Lavinia sat with his hands, Bill and Hopper, with its workwoman Eleanor, with his Aunt Doris. They looked odd, sitting on the low, soft, luxurious Earth furniture. They were all sipping some Earth drink of a color which Rod had never seen before. Their expressions were diverse: Bill looked truculent, Hopper looked greedy, Aunt Doris looked utterly embarrassed, and Lavinia looked as though she were enjoying herself.

“And then here…” said the Lord Redlady.

The man he pointed to might not have been a man. He was the Norstrilian type all right, but he was a giant, of the kind which were always killed in the Garden of Death.

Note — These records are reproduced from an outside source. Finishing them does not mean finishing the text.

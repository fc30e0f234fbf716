//! Tenant Bootstrap Loader: a delayed, load-once tenant fetch.
//!
//! SYSTEM CONTEXT
//! ==============
//! Spawned on every mount next to the bootstrap orchestrator. It sleeps for
//! `rehydrate_delay` so persisted state has landed, then fetches the tenant
//! only when it is genuinely missing.
//!
//! DESIGN
//! ======
//! Decision order after the delay: tenant resolved, credential already carries
//! both tenant identifiers, a fetch holds the latch, no user. Any match is a
//! no-op; otherwise [`fetch_and_apply`] runs once.

use std::sync::atomic::{AtomicBool, Ordering};

use tracing::debug;

use crate::session::context::{MountSignal, SessionContext};
use crate::session::tenant_fetch::{TenantFetchOutcome, fetch_and_apply};

#[derive(Debug, Clone, Copy, PartialEq, Eq)]
pub enum LoaderOutcome {
    AlreadyRan,
    AlreadyResolved,
    CredentialHasTenant,
    FetchInFlight,
    Unauthenticated,
    Fetched(TenantFetchOutcome),
    Unmounted,
}

#[derive(Debug, Default)]
pub struct TenantLoader {
    loaded: AtomicBool,
}

impl TenantLoader {
    #[must_use]
    pub fn new() -> Self {
        Self::default()
    }

    pub async fn run(&self, ctx: &SessionContext, mount: &MountSignal) -> LoaderOutcome {
        if self.loaded.swap(true, Ordering::AcqRel) {
            return LoaderOutcome::AlreadyRan;
        }

        tokio::time::sleep(ctx.config.rehydrate_delay).await;
        if !mount.is_mounted() {
            return LoaderOutcome::Unmounted;
        }

        let outcome = match decide(ctx) {
            Some(skip) => skip,
            None => LoaderOutcome::Fetched(fetch_and_apply(ctx, mount).await),
        };
        debug!(?outcome, "tenant loader finished");
        outcome
    }
}

fn decide(ctx: &SessionContext) -> Option<LoaderOutcome> {
    if ctx.tenant.is_resolved() {
        return Some(LoaderOutcome::AlreadyResolved);
    }
    let credential = ctx.credentials.snapshot();
    if credential.tenant_id.is_some() && credential.account_code.is_some() {
        return Some(LoaderOutcome::CredentialHasTenant);
    }
    if ctx.tenant.is_loading() {
        return Some(LoaderOutcome::FetchInFlight);
    }
    if !ctx.credentials.is_authenticated() {
        return Some(LoaderOutcome::Unauthenticated);
    }
    None
}

#[cfg(test)]
#[path = "tenant_loader_test.rs"]
mod tests;
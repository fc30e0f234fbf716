//! Session configuration parsed from environment variables.
//!
//! SYSTEM CONTEXT
//! ==============
//! The library never reads the environment on its own; the binary (or an
//! embedding application) builds a [`SessionConfig`] once and hands it to
//! [`crate::session::SessionContext`].

use std::time::Duration;

use url::Url;

use crate::error::ConfigError;

pub const DEFAULT_API_BASE_URL: &str = "http://127.0.0.1:3000";
pub const DEFAULT_OAUTH_CLIENT_ID: &str = "web";
pub const DEFAULT_REFRESH_LEAD_SECS: u64 = 60;
pub const DEFAULT_REFRESH_JITTER_SECS: u64 = 60;
pub const DEFAULT_REHYDRATE_DELAY_MS: u64 = 100;
pub const DEFAULT_LOGIN_PATH: &str = "/login";
pub const DEFAULT_HTTP_TIMEOUT_SECS: u64 = 15;

pub const AUTH_STORAGE_KEY: &str = "auth-storage";
pub const TENANT_STORAGE_KEY: &str = "tenant-storage";
pub const REFRESH_TOKEN_KEY: &str = "refresh-token";
pub const TENANT_COOKIE_NAME: &str = "tenant-id";

/// Named storage slots and the cross-process cookie.
#[derive(Debug, Clone, PartialEq, Eq)]
pub struct StorageKeys {
    /// Local-storage slot for the persisted credential tuple.
    pub auth: String,
    /// Local-storage slot for the persisted tenant config.
    pub tenant: String,
    /// Session-storage slot holding the raw refresh credential.
    pub refresh_token: String,
    /// Cookie written after a successful tenant fetch.
    pub tenant_cookie: String,
}

impl Default for StorageKeys {
    fn default() -> Self {
        Self {
            auth: AUTH_STORAGE_KEY.to_owned(),
            tenant: TENANT_STORAGE_KEY.to_owned(),
            refresh_token: REFRESH_TOKEN_KEY.to_owned(),
            tenant_cookie: TENANT_COOKIE_NAME.to_owned(),
        }
    }
}

/// Refresh scheduling window. The effective lead time is drawn from
/// `lead..=lead + jitter` each time the scheduler arms.
#[derive(Debug, Clone, Copy, PartialEq, Eq)]
pub struct RefreshWindow {
    pub lead: Duration,
    pub jitter: Duration,
}

impl Default for RefreshWindow {
    fn default() -> Self {
        Self {
            lead: Duration::from_secs(DEFAULT_REFRESH_LEAD_SECS),
            jitter: Duration::from_secs(DEFAULT_REFRESH_JITTER_SECS),
        }
    }
}

#[derive(Debug, Clone, PartialEq, Eq)]
pub struct SessionConfig {
    pub api_base_url: Url,
    pub oauth_token_url: Url,
    pub oauth_client_id: String,
    pub oauth_redirect_uri: String,
    pub refresh: RefreshWindow,
    /// How long the tenant loader waits for store rehydration before inspecting state.
    pub rehydrate_delay: Duration,
    pub login_path: String,
    pub http_timeout: Duration,
    pub keys: StorageKeys,
}

impl SessionConfig {
    /// Build a config rooted at `api_base_url` with every other field defaulted.
    #[must_use]
    pub fn with_base_url(api_base_url: Url) -> Self {
        let oauth_token_url = derive_url(&api_base_url, "/auth/v1/token");
        let oauth_redirect_uri = derive_url(&api_base_url, "/auth/callback").to_string();
        Self {
            api_base_url,
            oauth_token_url,
            oauth_client_id: DEFAULT_OAUTH_CLIENT_ID.to_owned(),
            oauth_redirect_uri,
            refresh: RefreshWindow::default(),
            rehydrate_delay: Duration::from_millis(DEFAULT_REHYDRATE_DELAY_MS),
            login_path: DEFAULT_LOGIN_PATH.to_owned(),
            http_timeout: Duration::from_secs(DEFAULT_HTTP_TIMEOUT_SECS),
            keys: StorageKeys::default(),
        }
    }

    /// Build typed session config from environment variables.
    ///
    /// Optional:
    /// - `SESSION_API_BASE_URL`: default `http://127.0.0.1:3000`
    /// - `SESSION_OAUTH_TOKEN_URL`: default `<base>/auth/v1/token`
    /// - `SESSION_OAUTH_CLIENT_ID`: default `web`
    /// - `SESSION_OAUTH_REDIRECT_URI`: default `<base>/auth/callback`
    /// - `SESSION_REFRESH_LEAD_SECS`: default 60
    /// - `SESSION_REFRESH_JITTER_SECS`: default 60
    /// - `SESSION_REHYDRATE_DELAY_MS`: default 100
    /// - `SESSION_LOGIN_PATH`: default `/login`
    /// - `SESSION_HTTP_TIMEOUT_SECS`: default 15
    ///
    /// # Errors
    ///
    /// Returns [`ConfigError`] when a URL or numeric variable does not parse.
    pub fn from_env() -> Result<Self, ConfigError> {
        let base = parse_url_var(
            "SESSION_API_BASE_URL",
            std::env::var("SESSION_API_BASE_URL").ok().as_deref(),
            DEFAULT_API_BASE_URL,
        )?;
        let mut config = Self::with_base_url(base);

        if let Ok(raw) = std::env::var("SESSION_OAUTH_TOKEN_URL") {
            config.oauth_token_url = parse_url_var("SESSION_OAUTH_TOKEN_URL", Some(&raw), &raw)?;
        }
        if let Ok(raw) = std::env::var("SESSION_OAUTH_CLIENT_ID") {
            config.oauth_client_id = raw;
        }
        if let Ok(raw) = std::env::var("SESSION_OAUTH_REDIRECT_URI") {
            config.oauth_redirect_uri = raw;
        }
        if let Ok(raw) = std::env::var("SESSION_LOGIN_PATH") {
            config.login_path = raw;
        }

        config.refresh = RefreshWindow {
            lead: Duration::from_secs(env_parse("SESSION_REFRESH_LEAD_SECS", DEFAULT_REFRESH_LEAD_SECS)?),
            jitter: Duration::from_secs(env_parse("SESSION_REFRESH_JITTER_SECS", DEFAULT_REFRESH_JITTER_SECS)?),
        };
        config.rehydrate_delay =
            Duration::from_millis(env_parse("SESSION_REHYDRATE_DELAY_MS", DEFAULT_REHYDRATE_DELAY_MS)?);
        config.http_timeout = Duration::from_secs(env_parse("SESSION_HTTP_TIMEOUT_SECS", DEFAULT_HTTP_TIMEOUT_SECS)?);

        Ok(config)
    }

    /// URL of the tenant-config endpoint.
    #[must_use]
    pub fn tenant_config_url(&self) -> Url {
        derive_url(&self.api_base_url, "/api/v1/config/tenant")
    }
}

fn derive_url(base: &Url, path: &str) -> Url {
    let mut url = base.clone();
    let prefix = base.path().trim_end_matches('/');
    url.set_path(&format!("{prefix}{path}"));
    url.set_query(None);
    url
}

fn parse_url_var(var: &'static str, raw: Option<&str>, default: &str) -> Result<Url, ConfigError> {
    Url::parse(raw.unwrap_or(default)).map_err(|source| ConfigError::InvalidUrl { var, source })
}

/// Unset falls back to `default`; set-but-malformed is an error.
fn env_parse(var: &'static str, default: u64) -> Result<u64, ConfigError> {
    match std::env::var(var) {
        Ok(raw) => raw
            .trim()
            .parse::<u64>()
            .map_err(|_| ConfigError::InvalidValue { var, value: raw }),
        Err(_) => Ok(default),
    }
}

#[cfg(test)]
#[path = "config_test.rs"]
mod tests;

“At your service,” said the giant, who was almost three meters tall and who had to watch his head, lest it hit the ceiling, “I am Donald Dumfrie Hordern Anthony Garwood Gaines Wentworth to the fourteenth generation, Mister and Owner McBan. A military surgeon, at your service, sir!”

“But this is private. Surgeons aren’t allowed to work for anybody but government.”

“I am on loan to the Earth Government,” said Wentworth, the giant, his face in a broad grin.

“And I,” said the Lord Redlady, “am both the Instrumentality and the Earth Government for diplomatic purposes. I borrowed him. He’s under Earth rules. You will be well in two or three hours.”

The doctor, Wentworth, looked at his hand as though he saw a chronograph there:

“Two hours and seventeen minutes more.”

“Let it be,” said the Lord Redlady, “here’s our last guest.”

A short, angry man stood up and came over. He glared out at Rod and held forth an angry hand.